The Health Benefits of Cinnamon

By on April 1, 2008

cinnamonCinnamon comes from the bark of a small Southeast Asian evergreen tree (Cinnamomum zeylanicum) and is available as an oil, extract, dried powder or sticks. It’s closely related to cassia (C. cassia) and contains many of the same components, but the bark and oils from C. zeyleanicum are thought to have a better flavor.

Cinnamon was used in ancient Egypt for it’s medicinal properties, flavoring, and as an embalming agent.
In traditional Chinese herbal medicine cinnamon is one of the oldest remedies, prescribed for everything from diarrhea and chills to influenza and parasitic worms, and is mentioned in one of the earliest books on Chinese botanical medicine.

The infamous Roman emperor Nero burned a year’s supply of cinnamon on his wife’s funeral pyre.

Cinnamon became one of the most poplar spices during the Middle Ages, and due to its great demand it became one of the first commodities traded regularly between Europe and the Near East.

Today cassia is mainly produced in China, Vietnam, and Indonesia, while cinnamon is produced in Sri Lanka, India, Madagascar, Brazil, and the Caribbean.

The health benefits of cinnamon include improved glucose and lipid profiles of people with type 2 diabetes and reduce LDL cholesterol.
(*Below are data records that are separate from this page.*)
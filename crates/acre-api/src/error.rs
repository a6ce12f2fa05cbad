//! API error type and [`axum::response::IntoResponse`] implementation.

use axum::{
  Json,
  http::{StatusCode, header},
  response::{IntoResponse, Response},
};
use serde_json::json;
use thiserror::Error;

/// An error returned by an API handler.
#[derive(Debug, Error)]
pub enum ApiError {
  /// Missing or invalid credentials. Rendered with a `WWW-Authenticate`
  /// challenge.
  #[error("unauthorized")]
  Unauthorized,

  /// Valid credentials for an account the farm has blocked.
  #[error("account is blocked")]
  Blocked,

  #[error("not found: {0}")]
  NotFound(String),

  #[error("bad request: {0}")]
  BadRequest(String),

  #[error("forbidden: {0}")]
  Forbidden(String),

  #[error("conflict: {0}")]
  Conflict(String),

  #[error("internal error: {0}")]
  Internal(#[source] Box<dyn std::error::Error + Send + Sync>),
}

impl From<acre_workflow::Error> for ApiError {
  fn from(err: acre_workflow::Error) -> Self {
    use acre_core::Error as Core;
    match err {
      acre_workflow::Error::Core(core) => match core {
        Core::WikiNotFound(_) | Core::RequestNotFound(_) => {
          ApiError::NotFound(core.to_string())
        }
        Core::InvalidDbname(_)
        | Core::WikiExists(_)
        | Core::DuplicateRequest(_)
        | Core::EmptyComment
        | Core::InvalidTransition { .. } => {
          ApiError::BadRequest(core.to_string())
        }
        Core::RequestLocked(_) => ApiError::Conflict(core.to_string()),
        Core::PermissionDenied(_) => ApiError::Forbidden(core.to_string()),
        Core::Serialization(_) => ApiError::Internal(Box::new(core)),
      },
      other => ApiError::Internal(Box::new(other)),
    }
  }
}

impl IntoResponse for ApiError {
  fn into_response(self) -> Response {
    let (status, message) = match &self {
      ApiError::Unauthorized => (StatusCode::UNAUTHORIZED, self.to_string()),
      ApiError::Blocked => (StatusCode::FORBIDDEN, self.to_string()),
      ApiError::NotFound(m) => (StatusCode::NOT_FOUND, m.clone()),
      ApiError::BadRequest(m) => (StatusCode::BAD_REQUEST, m.clone()),
      ApiError::Forbidden(m) => (StatusCode::FORBIDDEN, m.clone()),
      ApiError::Conflict(m) => (StatusCode::CONFLICT, m.clone()),
      ApiError::Internal(e) => {
        (StatusCode::INTERNAL_SERVER_ERROR, e.to_string())
      }
    };

    let mut response =
      (status, Json(json!({ "error": message }))).into_response();
    if status == StatusCode::UNAUTHORIZED {
      response.headers_mut().insert(
        header::WWW_AUTHENTICATE,
        header::HeaderValue::from_static("Basic realm=\"acre\""),
      );
    }
    response
  }
}
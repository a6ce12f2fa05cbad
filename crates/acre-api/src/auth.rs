//! HTTP Basic-auth extractor resolving a capability-bearing [`Viewer`].

use acre_core::{
  request::{Capability, Viewer},
  store::FarmStore,
};
use argon2::{Argon2, PasswordHash, PasswordVerifier};
use axum::extract::FromRequestParts;
use axum::http::{HeaderMap, request::Parts};
use base64::Engine as _;
use base64::engine::general_purpose::STANDARD as B64;
use serde::Deserialize;

use crate::{AppState, error::ApiError};

/// One account accepted by this server instance.
#[derive(Clone, Deserialize)]
pub struct AuthUser {
  pub username:      String,
  /// PHC string produced by argon2, e.g. `$argon2id$v=19$…`
  pub password_hash: String,
  #[serde(default)]
  pub capabilities:  Vec<Capability>,
  /// A blocked account still authenticates but every request is refused.
  #[serde(default)]
  pub blocked:       bool,
}

/// Accounts accepted as valid for this server instance.
#[derive(Clone, Default, Deserialize)]
pub struct AuthConfig {
  pub users: Vec<AuthUser>,
}

/// Present in a handler's arguments means the request carried valid
/// credentials; the wrapped [`Viewer`] drives every visibility check.
pub struct AuthViewer(pub Viewer);

/// Verify credentials directly from headers. Failures are uniform
/// `Unauthorized` so callers cannot distinguish unknown users from wrong
/// passwords; only a blocked account, proven by its own password, gets the
/// distinct refusal.
pub fn verify_auth(
  headers: &HeaderMap,
  config: &AuthConfig,
) -> Result<Viewer, ApiError> {
  let header_val = headers
    .get(axum::http::header::AUTHORIZATION)
    .and_then(|v| v.to_str().ok())
    .ok_or(ApiError::Unauthorized)?;

  let encoded = header_val
    .strip_prefix("Basic ")
    .ok_or(ApiError::Unauthorized)?;

  let decoded = B64.decode(encoded).map_err(|_| ApiError::Unauthorized)?;
  let creds =
    std::str::from_utf8(&decoded).map_err(|_| ApiError::Unauthorized)?;

  let (username, password) =
    creds.split_once(':').ok_or(ApiError::Unauthorized)?;

  let user = config
    .users
    .iter()
    .find(|u| u.username == username)
    .ok_or(ApiError::Unauthorized)?;

  let parsed_hash = PasswordHash::new(&user.password_hash)
    .map_err(|_| ApiError::Unauthorized)?;

  Argon2::default()
    .verify_password(password.as_bytes(), &parsed_hash)
    .map_err(|_| ApiError::Unauthorized)?;

  if user.blocked {
    return Err(ApiError::Blocked);
  }

  Ok(Viewer::new(&user.username, user.capabilities.clone()))
}

impl<S> FromRequestParts<AppState<S>> for AuthViewer
where
  S: FarmStore + 'static,
{
  type Rejection = ApiError;

  async fn from_request_parts(
    parts: &mut Parts,
    state: &AppState<S>,
  ) -> Result<Self, Self::Rejection> {
    verify_auth(&parts.headers, &state.auth).map(AuthViewer)
  }
}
Health Benefits of Cinnamon

  • Nutrients
    Cinnamon is an excellent source of manganese, a very good source of dietary fiber, and a good source of iron and calcium. Antioxidants found in cinnamon include epicatechin, camphene, eugenol, phenol, salicylic acid and tannins. A study of the antioxidant properties of spices determined that adding flavoring substances such as cinnamon in the preparation of tea resulted in enhancing total antioxidant activities of teas.
  • Type 2 Diabetes and Reduce LDL Cholesterol
    It has been shown that cinnamon polyphenols improve insulin sensitivity in in-vitro, animal and human studies, and according to the Nutrient Requirements and Functions Laboratory at the USDA, cinnamon improves glucose and lipid profiles of people with type 2 diabetes.
    Researchers in Pakistan performed a 40-day study involving 60 people with type 2 diabetes. Cinnamon reduced blood sugar levels (18-29%), triglycerides (23-30%), total cholesterol (12-26%) and LDL cholesterol (7-27%) in subjects with type 2 diabetes after daily consumption of 1-6 g cinnamon. The authors of the study suggest that the inclusion of cinnamon in the diet of people with type 2 diabetes will reduce risk factors associated with diabetes.
    A double-blind study at the Nutrition Physiology and Human Nutrition Unit in Germany involved 79 patients with type 2 diabetes who were randomly assigned to take either a cinnamon extract, or a placebo capsule three times a day for 4 months. There was a significantly higher reduction in fasting plasma glucose levels in the cinnamon group (10.3%) than in the placebo group (3.4%).
    Results from a small study (7 volunteers) showed that that cinnamon ingestion reduced total plasma glucose responses, as well as improving insulin sensitivity.
    Another study of 25 postmenopausal patients with type 2 diabetes has however found that cinnamon supplementation (1.5 g/d) does not improve whole-body insulin sensitivity or oral glucose tolerance and does not modulate blood lipid profile in postmenopausal patients with type 2 diabetes.
    Another study of sixty type 2 diabetes patients who received either 1.5 g/d of cinnamon cassia powder or placebo showed no significant difference in reducing fasting plasma glucose, HbA1c and serum lipid profile in type 2 diabetes patients.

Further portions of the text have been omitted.